The new Africa health financing initiative, part of the European Union Global Gateway initiative, has been designed by health, financial and technical experts from EIB and Afreximbank to unlock crucial investment to improve access to local healthcare and scale-up production of medicines essential to tackle deadly diseases such as cancer, HIV, malaria and tuberculosis.

“As part of Team Europe, the European Investment Bank supports high-impact health investment around the world. The new EIB-Afreximbank health resilience initiative will unlock €200 million of financing to strengthen health resilience across sub-Saharan Africa by improving access to healthcare and increasing local pharmaceutical manufacturing,” said Östros.

“This targeted financing cooperation between the EIB and leading financial partner Afreximbank demonstrates how partnership between Europe and Africa is improving lives and unlocking priority health investment.”

Improving access to healthcare

Experts in the health sector say the rapid expansion of affordable public healthcare is crucial to improve public health in Africa. The new EIB-Afreximbank initiative will support new investment in health facilities, including construction and equipment of clinics and hospitals, essential to enable rapid treatment of communicable diseases, reduce infant mortality and facilitate accessibility to public healthcare.

Presently, only a few countries in sub-Saharan Africa host pharmaceutical production companies. The new health resilience investment initiative will also target financing to scale up local production of quality pharmaceuticals in sub-Saharan Africa. This will help to address the chronic shortage of essential medicines needed to combat cancer, HIV, malaria and tuberculosis as well as improve medical care for new-born infants and mothers.

Since the start of the COVID pandemic, the European Investment Bank has provided more than €12 billion for health investment around the world, including support for vaccine development, production and distribution, upgrading hospitals and improving medical education.

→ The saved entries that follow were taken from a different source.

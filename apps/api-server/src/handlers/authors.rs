//! Author handlers.

use actix_web::{HttpResponse, web};

use byline_core::domain::Author;
use byline_shared::ApiResponse;
use byline_shared::dto::{AuthorResponse, CreateAuthorRequest, UpdateAuthorRequest};

use crate::middleware::error::AppResult;
use crate::state::AppState;

fn to_response(author: Author) -> AuthorResponse {
    AuthorResponse {
        id: author.id,
        name: author.name,
        phone_number: author.phone_number,
        created_at: author.created_at,
        updated_at: author.updated_at,
    }
}

/// GET /api/authors
pub async fn list(state: web::Data<AppState>) -> AppResult<HttpResponse> {
    let authors: Vec<_> = state
        .authors
        .list()
        .await?
        .into_iter()
        .map(to_response)
        .collect();

    Ok(HttpResponse::Ok().json(ApiResponse::ok(authors)))
}

/// POST /api/authors
pub async fn create(
    state: web::Data<AppState>,
    body: web::Json<CreateAuthorRequest>,
) -> AppResult<HttpResponse> {
    let req = body.into_inner();
    let author = state.authors.create(req.name, req.phone_number).await?;

    Ok(HttpResponse::Created().json(ApiResponse::ok(to_response(author))))
}

/// GET /api/authors/{id}
pub async fn get(state: web::Data<AppState>, path: web::Path<i32>) -> AppResult<HttpResponse> {
    let author = state.authors.get(path.into_inner()).await?;
    Ok(HttpResponse::Ok().json(ApiResponse::ok(to_response(author))))
}

/// PATCH /api/authors/{id}
pub async fn update(
    state: web::Data<AppState>,
    path: web::Path<i32>,
    body: web::Json<UpdateAuthorRequest>,
) -> AppResult<HttpResponse> {
    let req = body.into_inner();
    let author = state
        .authors
        .update(path.into_inner(), req.name, req.phone_number)
        .await?;

    Ok(HttpResponse::Ok().json(ApiResponse::ok(to_response(author))))
}

/// DELETE /api/authors/{id}
pub async fn delete(state: web::Data<AppState>, path: web::Path<i32>) -> AppResult<HttpResponse> {
    state.authors.delete(path.into_inner()).await?;
    Ok(HttpResponse::NoContent().finish())
}
use std::sync::Arc;

use crate::domain::author::{self, Author, AuthorChanges, NewAuthor};
use crate::error::{DomainError, ValidationError};
use crate::ports::AuthorRepository;

use super::not_found;

const ENTITY: &str = "Author";

/// Author use cases. The repository handle is the persistence context used
/// both for storage and for the name uniqueness check.
#[derive(Clone)]
pub struct AuthorService {
    repo: Arc<dyn AuthorRepository>,
}

impl AuthorService {
    pub fn new(repo: Arc<dyn AuthorRepository>) -> Self {
        Self { repo }
    }

    /// Full name validator: non-empty after trimming and not already used by
    /// any stored author, including the one being updated.
    ///
    /// The lookup and the later write are not atomic. Two concurrent creates
    /// with the same name can both pass here; the repository's unique
    /// constraint then fails the second write with `DomainError::Duplicate`.
    pub async fn validate_name(
        &self,
        value: impl Into<String>,
    ) -> Result<String, DomainError> {
        let value = author::validate_name(value.into())?;

        if let Some(existing) = self.repo.find_by_name(&value).await? {
            tracing::debug!(author_id = existing.id, "Author name already taken");
            return Err(ValidationError::new(
                "name",
                format!("Author name '{}' must be unique.", value),
            )
            .into());
        }

        Ok(value)
    }

    /// Validate and store a new author.
    pub async fn create(
        &self,
        name: impl Into<String>,
        phone_number: impl Into<String>,
    ) -> Result<Author, DomainError> {
        let name = self.validate_name(name).await?;
        let new_author = NewAuthor::new(name, phone_number)?;

        let author = self.repo.insert(new_author).await?;
        tracing::info!(author_id = author.id, "Author created");
        Ok(author)
    }

    pub async fn get(&self, id: i32) -> Result<Author, DomainError> {
        self.repo
            .find_by_id(id)
            .await?
            .ok_or(DomainError::NotFound {
                entity_type: ENTITY,
                id,
            })
    }

    pub async fn list(&self) -> Result<Vec<Author>, DomainError> {
        Ok(self.repo.find_all().await?)
    }

    /// Re-validate and store the supplied fields of an existing author.
    pub async fn update(
        &self,
        id: i32,
        name: Option<String>,
        phone_number: Option<String>,
    ) -> Result<Author, DomainError> {
        // A missing author is reported before any field error.
        self.get(id).await?;

        let name = match name {
            Some(name) => Some(self.validate_name(name).await?),
            None => None,
        };
        let changes = AuthorChanges::new(name, phone_number)?;

        let author = self
            .repo
            .update(id, changes)
            .await
            .map_err(not_found(ENTITY, id))?;
        tracing::info!(author_id = id, "Author updated");
        Ok(author)
    }

    pub async fn delete(&self, id: i32) -> Result<(), DomainError> {
        self.repo.delete(id).await.map_err(not_found(ENTITY, id))?;
        tracing::info!(author_id = id, "Author deleted");
        Ok(())
    }
}
//! # Byline Core
//!
//! The domain layer of the Byline blog backend.
//! This crate contains the Author and Post entities, their validators and the
//! use-case services. It has zero infrastructure dependencies; storage is
//! reached only through the traits in [`ports`].

pub mod domain;
pub mod error;
pub mod ports;
pub mod services;

pub use error::{DomainError, RepoError, ValidationError};
pub use services::{AuthorService, PostService};
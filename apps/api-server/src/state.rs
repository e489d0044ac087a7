//! Application state - shared across all handlers.

use std::sync::Arc;

use anyhow::Context;
use migration::{Migrator, MigratorTrait};

use byline_core::{AuthorService, PostService};
use byline_infra::database::connect;
use byline_infra::{
    InMemoryAuthorRepository, InMemoryPostRepository, SeaOrmAuthorRepository,
    SeaOrmPostRepository,
};

use crate::config::AppConfig;

/// Shared application state.
#[derive(Clone)]
pub struct AppState {
    pub authors: AuthorService,
    pub posts: PostService,
}

impl AppState {
    /// State backed by in-memory repositories.
    pub fn in_memory() -> Self {
        Self {
            authors: AuthorService::new(Arc::new(InMemoryAuthorRepository::new())),
            posts: PostService::new(Arc::new(InMemoryPostRepository::new())),
        }
    }

    /// Build the application state with appropriate implementations.
    ///
    /// A configured database that cannot be reached is a startup error; the
    /// in-memory store is only used when no database is configured at all.
    pub async fn new(config: &AppConfig) -> anyhow::Result<Self> {
        let Some(db_config) = &config.database else {
            tracing::warn!("DATABASE_URL not set. Running without database (in-memory mode).");
            return Ok(Self::in_memory());
        };

        let db = connect(db_config)
            .await
            .context("failed to connect to database")?;

        if config.auto_migrate {
            Migrator::up(&db, None)
                .await
                .context("failed to run migrations")?;
            tracing::info!("Migrations applied");
        }

        tracing::info!("Application state initialized");

        Ok(Self {
            authors: AuthorService::new(Arc::new(SeaOrmAuthorRepository::new(db.clone()))),
            posts: PostService::new(Arc::new(SeaOrmPostRepository::new(db))),
        })
    }
}
//! Migration CLI tool.

use sea_orm_migration::prelude::*;

#[tokio::main]
async fn main() {
    dotenvy::dotenv().ok();

    tracing_subscriber::fmt().with_env_filter("info").init();

    cli::run_cli(migration::Migrator).await;
}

In recent years, the EIB has supported health and healthcare investment in Angola, Benin, Ghana, Morocco and Niger alongside supporting the COVAX Covid vaccine initiative across Africa.

Afreximbank spearheaded Africa’s effective response to the COVID pandemic by financing the Africa Medical Supplies Platform (AMSP) that enabled pooled procurement of PPEs, and providing US $2 billion dollars to procure and distribute vaccines under the African Vaccine Acquisition Trust programme (AVAT).

“The coronavirus pandemic highlighted how the health of millions of African is uniquely threatened by limited access to both effective healthcare and affordable medicines; Afreximbank is pleased to join forces with the European Investment Bank to provide a co-lending facility of €200 million to improve effective responses to health challenges across sub-Saharan Africa,” said Denys Denya, the Executive Vice President of Afreximbank.

“This investment will build on the success of our existing cooperation designed to enhance access to finance by companies impacted by the pandemic and climate change induced challenges.”

Richard Willis, a communications expert at EIB told The Independent in an email that health sector and pharmaceutical partners in Uganda can contact Afreximbank right away to discuss possible financing of relevant projects.

“The new financing will be available for public healthcare investment, including hospitals, clinics and health centres, and new investment in pharmaceutical and medicine manufacturing,” he told The Independent on March 8.